§ **Given data**:
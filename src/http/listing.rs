//! HTML listing of the document root.

use std::fmt::Write as _;
use std::io;
use std::path::Path;

/// A listed file
#[derive(Debug, Clone, PartialEq, Eq)]
pub struct ListingEntry {
    pub name: String,
    pub size: u64,
}

/// Regular files directly under `root`, sorted by name.
pub async fn read_entries(root: &Path) -> io::Result<Vec<ListingEntry>> {
    let mut dir = tokio::fs::read_dir(root).await?;
    let mut entries = Vec::new();

    while let Some(entry) = dir.next_entry().await? {
        let meta = match entry.metadata().await {
            Ok(meta) => meta,
            Err(e) => {
                tracing::debug!(path = %entry.path().display(), error = %e, "skipping entry");
                continue;
            }
        };
        if meta.is_dir() {
            continue;
        }
        entries.push(ListingEntry {
            name: entry.file_name().to_string_lossy().into_owned(),
            size: meta.len(),
        });
    }

    entries.sort_by(|a, b| a.name.cmp(&b.name));
    Ok(entries)
}

/// Render the listing page.
pub fn render(title: &str, entries: &[ListingEntry]) -> String {
    let mut html = String::with_capacity(1024 + entries.len() * 128);
    html.push_str(HEAD);
    let _ = writeln!(html, "    <title>{}</title>", escape(title));
    html.push_str(TABLE_START);

    for entry in entries {
        let name = escape(&entry.name);
        let _ = write!(
            html,
            "      <tr>\n        <td><a href=\"/{name}\" download>{name}</a></td>\n        <td>{}</td>\n      </tr>\n",
            size_unit(entry.size)
        );
    }

    html.push_str(TAIL);
    html
}

/// Size in the largest whole unit: MB, KB or Bytes.
pub fn size_unit(bytes: u64) -> String {
    const KB: u64 = 1024;
    const MB: u64 = 1024 * 1024;

    if bytes >= MB {
        format!("{} MB", bytes / MB)
    } else if bytes >= KB {
        format!("{} KB", bytes / KB)
    } else {
        format!("{bytes} Bytes")
    }
}

fn escape(s: &str) -> String {
    let mut out = String::with_capacity(s.len());
    for c in s.chars() {
        match c {
            '&' => out.push_str("&amp;"),
            '<' => out.push_str("&lt;"),
            '>' => out.push_str("&gt;"),
            '"' => out.push_str("&quot;"),
            '\'' => out.push_str("&#39;"),
            c => out.push(c),
        }
    }
    out
}

const HEAD: &str = r#"<!DOCTYPE html>
<html>
  <head>
    <meta charset="UTF-8">
    <link rel="shortcut icon" href="data:," />
    <style>
      a { color: blue; }
      a:hover { color: purple; }
    </style>
"#;

const TABLE_START: &str = r#"  </head>
  <body>
    <table style="border-spacing: 5px;">
      <tr>
        <td style="border: 1px solid; min-width: 100px;">Name</td>
        <td style="border: 1px solid;">Size</td>
      </tr>
"#;

const TAIL: &str = "    </table>\n  </body>\n</html>";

§ **Work order**: Copy every line from the records above that contains the string "await".

§ **Result of the exercise**:
    let mut dir = tokio::fs::read_dir(root).await?;
    while let Some(entry) = dir.next_entry().await? {
        let meta = match entry.metadata().await {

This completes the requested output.